Implementation:Zai org CogVideo VideoDecoder Temporal
| Knowledge Sources | |
|---|---|
| Domains | Video_Generation, Autoencoding, Temporal_Modeling |
| Last Updated | 2026-02-10 00:00 GMT |
Overview
VideoDecoder extends a 2D image autoencoder decoder with temporal (video) capabilities by injecting time-aware residual blocks, 3D convolutions, and temporal attention layers that process frame sequences using configurable alpha-blending merge strategies.
Description
The VideoDecoder class extends the base Decoder from the diffusion modules and transforms it into a video-capable decoder through a set of modular temporal components. It overrides three factory methods -- _make_conv, _make_resblock, and _make_attn -- to inject temporal processing based on a configurable time_mode parameter that supports three modes: "all" (both temporal convolutions and attention), "conv-only" (temporal convolutions only), and "attn-only" (temporal attention only).
The temporal components include:
- VideoResBlock: Wraps a spatial ResnetBlock with an additional 3D ResBlock that operates along the time dimension. The spatial and temporal outputs are blended via a learnable or fixed alpha mixing factor, allowing gradual activation of temporal processing during training.
- AE3DConv: Extends Conv2d with an additional Conv3d layer for temporal mixing. The 2D convolution processes spatial features first, then the 3D convolution mixes across the time dimension.
- VideoBlock / MemoryEfficientVideoBlock: Add temporal transformer attention on top of spatial attention, with sinusoidal timestep embeddings injected before the temporal attention. The xformers-based variant provides memory-efficient attention for large sequences.
The merge_strategy parameter controls how spatial and temporal features are combined: "fixed" uses a constant alpha registered as a buffer, while "learned" uses a sigmoid-gated parameter that is trained end-to-end.
Usage
Use VideoDecoder when building a video autoencoder that needs to decode frame sequences from latent representations.
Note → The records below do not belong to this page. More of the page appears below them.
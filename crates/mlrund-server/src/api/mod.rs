// ABOUTME: API module containing the HTTP handler functions for the mlrund REST API.
// ABOUTME: Currently holds the frontend-spec endpoint.

pub mod frontend_spec;
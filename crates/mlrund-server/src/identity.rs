// ABOUTME: Identity-service client capability: session verification and dashboard URL discovery.
// ABOUTME: IguazioClient is the production reqwest implementation; tests substitute a mock.

use std::time::Duration;

use async_trait::async_trait;
use mlrund_core::AuthInfo;
use thiserror::Error;

/// Outbound calls to the identity service are best-effort enrichment; a hung
/// service must not stall frontend-spec responses indefinitely.
const REQUEST_TIMEOUT: Duration = Duration::from_secs(10);

/// Errors from the identity-service client.
///
/// Callers on the frontend-spec path absorb these (the dashboard URL is
/// optional enrichment); they are never surfaced as HTTP errors.
#[derive(Debug, Error)]
pub enum IdentityError {
    #[error("identity service is not configured")]
    NotConfigured,

    #[error("session verification rejected with status {0}")]
    Unauthorized(u16),

    #[error("identity service request failed: {0}")]
    Request(#[from] reqwest::Error),

    #[error("unexpected identity service response: {0}")]
    UnexpectedResponse(String),
}

/// Capability interface over the identity service.
///
/// Split out as a trait so the resolver logic is testable with a double and
/// the real network client stays swappable.
#[async_trait]
pub trait IdentityClient: Send + Sync {
    /// Verify a request session token, returning the identity it belongs to.
    async fn verify_session(&self, session: &str) -> Result<AuthInfo, IdentityError>;

    /// Resolve the monitoring dashboard base URL for a verified identity.
    /// `Ok(None)` means the dashboard service is not installed, which is a
    /// valid absence rather than an error.
    async fn resolve_dashboard_url(&self, auth_info: &AuthInfo)
    -> Result<Option<String>, IdentityError>;
}

/// Identity client backed by the iguazio platform API.
pub struct IguazioClient {
    api_url: Option<String>,
    http: reqwest::Client,
}

impl IguazioClient {
    /// Create a client for the given platform API base URL. A `None` URL
    /// produces a client that reports the service as not configured, which
    /// downstream resolves to absent enrichment.
    pub fn new(api_url: Option<String>) -> Result<Self, IdentityError> {
        let http = reqwest::Client::builder()
            .timeout(REQUEST_TIMEOUT)
            .build()?;
        Ok(Self {
            api_url: api_url.map(|u| u.trim_end_matches('/').to_string()),
            http,
        })
    }
}

#[async_trait]
impl IdentityClient for IguazioClient {
    async fn verify_session(&self, session: &str) -> Result<AuthInfo, IdentityError> {
        let api_url = self.api_url.as_deref().ok_or(IdentityError::NotConfigured)?;

        let response = self
            .http
            .post(format!("{api_url}/api/sessions/verifications"))
            .header(http::header::COOKIE.as_str(), format!("session={session}"))
            .send()
            .await?;

        if !response.status().is_success() {
            return Err(IdentityError::Unauthorized(response.status().as_u16()));
        }

        let header = |name: &str| {
            response
                .headers()
                .get(name)
                .and_then(|v| v.to_str().ok())
                .map(str::to_string)
        };

        Ok(AuthInfo {
            username: header("x-remote-user"),
            session: session.to_string(),
            user_id: header("x-user-id"),
            user_group_ids: header("x-user-group-ids")
                .map(|raw| raw.split(',').map(str::to_string).collect())
                .unwrap_or_default(),
        })
    }

    async fn resolve_dashboard_url(
        &self,
        auth_info: &AuthInfo,
    ) -> Result<Option<String>, IdentityError> {
        let Some(api_url) = self.api_url.as_deref() else {
            return Ok(None);
        };

        let response = self
            .http
            .get(format!("{api_url}/api/app_services_manifests"))
            .header(
                http::header::COOKIE.as_str(),
                format!("session={}", auth_info.session),
            )
            .send()
            .await?;

        if !response.status().is_success() {
            return Err(IdentityError::UnexpectedResponse(format!(
                "app services manifest returned status {}",
                response.status()
            )));
        }

        let manifest: serde_json::Value = response.json().await?;
        Ok(find_grafana_url(&manifest))
    }
}

/// Scan an app-services manifest for a ready grafana service and return its
/// external URL, if any.
fn find_grafana_url(manifest: &serde_json::Value) -> Option<String> {
    let services = manifest
        .get("data")?
        .as_array()?
        .iter()
        .flat_map(|entry| {
            entry
                .pointer("/attributes/spec/app_services")
                .and_then(|s| s.as_array())
                .into_iter()
                .flatten()
        });

    for service in services {
        let kind = service.pointer("/spec/kind").and_then(|k| k.as_str());
        let state = service.pointer("/status/state").and_then(|s| s.as_str());
        if kind != Some("grafana") || state != Some("ready") {
            continue;
        }
        if let Some(url) = service
            .pointer("/status/urls/0")
            .and_then(|u| u.as_str())
            .filter(|u| !u.is_empty())
        {
            return Some(url.to_string());
        }
    }
    None
}

#[cfg(test)]
mod tests {
    use super::*;

    fn manifest(kind: &str, state: &str, url: &str) -> serde_json::Value {
        serde_json::json!({
            "data": [{
                "attributes": {
                    "spec": {
                        "app_services": [{
                            "spec": { "kind": kind },
                            "status": { "state": state, "urls": [url] }
                        }]
                    }
                }
            }]
        })
    }

    #[test]
    fn finds_ready_grafana_service() {
        let m = manifest("grafana", "ready", "https://grafana.example.com");
        assert_eq!(
            find_grafana_url(&m).as_deref(),
            Some("https://grafana.example.com")
        );
    }

    #[test]
    fn skips_non_ready_grafana() {
        let m = manifest("grafana", "provisioning", "https://grafana.example.com");
        assert_eq!(find_grafana_url(&m), None);
    }

    #[test]
    fn skips_other_services() {
        let m = manifest("jupyter", "ready", "https://jupyter.example.com");
        assert_eq!(find_grafana_url(&m), None);
    }

    #[test]
    fn tolerates_empty_manifest() {
        assert_eq!(find_grafana_url(&serde_json::json!({})), None);
        assert_eq!(find_grafana_url(&serde_json::json!({ "data": [] })), None);
    }

    #[tokio::test]
    async fn unconfigured_client_reports_not_configured() {
        let client = IguazioClient::new(None).unwrap();

        let err = client.verify_session("some-session").await.unwrap_err();
        assert!(matches!(err, IdentityError::NotConfigured));

        let url = client
            .resolve_dashboard_url(&AuthInfo::from_session("some-session"))
            .await
            .unwrap();
        assert_eq!(url, None);
    }
}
It is the primary decoder architecture for converting 2D autoencoder checkpoints into video-capable decoders, leveraging the alpha-blending mechanism to enable smooth fine-tuning from pretrained image models to video models.
Code Reference
Source Location
- Repository: Zai_org_CogVideo
- File: sat/sgm/modules/autoencoding/temporal_ae.py
- Lines: 281-333 (VideoDecoder), 18-81 (VideoResBlock), 84-105 (AE3DConv), 108-171 (VideoBlock), 174-237 (MemoryEfficientVideoBlock), 240-273 (make_time_attn)
Signature
class VideoDecoder(Decoder):
available_time_modes = ["all", "conv-only", "attn-only"]
def __init__(
self,
*args,
video_kernel_size: Union[int, list] = 3,
alpha: float = 0.0,
merge_strategy: str = "learned",
time_mode: str = "conv-only",
**kwargs,
):
...
def get_last_layer(self, skip_time_mix=False, **kwargs):
...
def _make_attn(self) -> Callable:
...
def _make_conv(self) -> Callable:
...
def _make_resblock(self) -> Callable:
...
class VideoResBlock(ResnetBlock):
def __init__(
self,
out_channels,
*args,
dropout=0.0,
video_kernel_size=3,
alpha=0.0,
merge_strategy="learned",
**kwargs,
):
...
def forward(self, x, temb, skip_video=False, timesteps=None):
...
class AE3DConv(torch.nn.Conv2d):
def __init__(self, in_channels, out_channels, video_kernel_size=3, *args, **kwargs):
...
def forward(self, input, timesteps, skip_video=False):
...
Import
from sat.sgm.modules.autoencoding.temporal_ae import VideoDecoder, VideoResBlock, AE3DConv, VideoBlock
I/O Contract
VideoDecoder Inputs
| Name | Type | Required | Description |
|---|---|---|---|
| video_kernel_size | Union[int, list] | No (default 3) | Kernel size for temporal convolutions; can be a list like [3, 1, 1] |
| alpha | float | No (default 0.0) | Initial alpha value for spatial-temporal blending (0.0 = fully spatial) |
| merge_strategy | str | No (default "learned") | How to combine spatial and temporal features: "fixed" or "learned" |
| time_mode | str | No (default "conv-only") | Which temporal components to activate: "all", "conv-only", or "attn-only" |
| *args, **kwargs | - | - | All remaining arguments are passed to the base Decoder class |
VideoResBlock Forward Inputs
| Name | Type | Required | Description |
|---|---|---|---|
| x | torch.Tensor | Yes | Input tensor of shape (B*T, C, H, W) where T is the number of frames |
| temb | torch.Tensor | Yes | Timestep embedding tensor (can be None) |
| skip_video | bool | No (default False) | If True, skip temporal processing and behave as a spatial-only block |
| timesteps | int | No | Number of frames; defaults to self.timesteps if not provided |
Outputs
| Name | Type | Description |
|---|---|---|
| output | torch.Tensor | Decoded tensor of shape (B*T, C_out, H_out, W_out) with temporal information blended via alpha mixing |
| get_last_layer | torch.Tensor | Returns the weight of either the time_mix_conv (default) or the spatial conv_out layer |
Usage Examples
from sat.sgm.modules.autoencoding.temporal_ae import VideoDecoder
# Create a video decoder with learned temporal blending
decoder = VideoDecoder(
ch=128,
out_ch=3,
ch_mult=(1, 2, 4, 4),
num_res_blocks=2,
attn_resolutions=[],
dropout=0.0,
in_channels=4,
resolution=256,
z_channels=4,
video_kernel_size=3,
alpha=0.0, # start fully spatial
merge_strategy="learned",
time_mode="conv-only",
)
# Decode a batch of 4 videos, each with 16 frames
# Input shape: (B*T, C, H, W) = (64, 4, 32, 32)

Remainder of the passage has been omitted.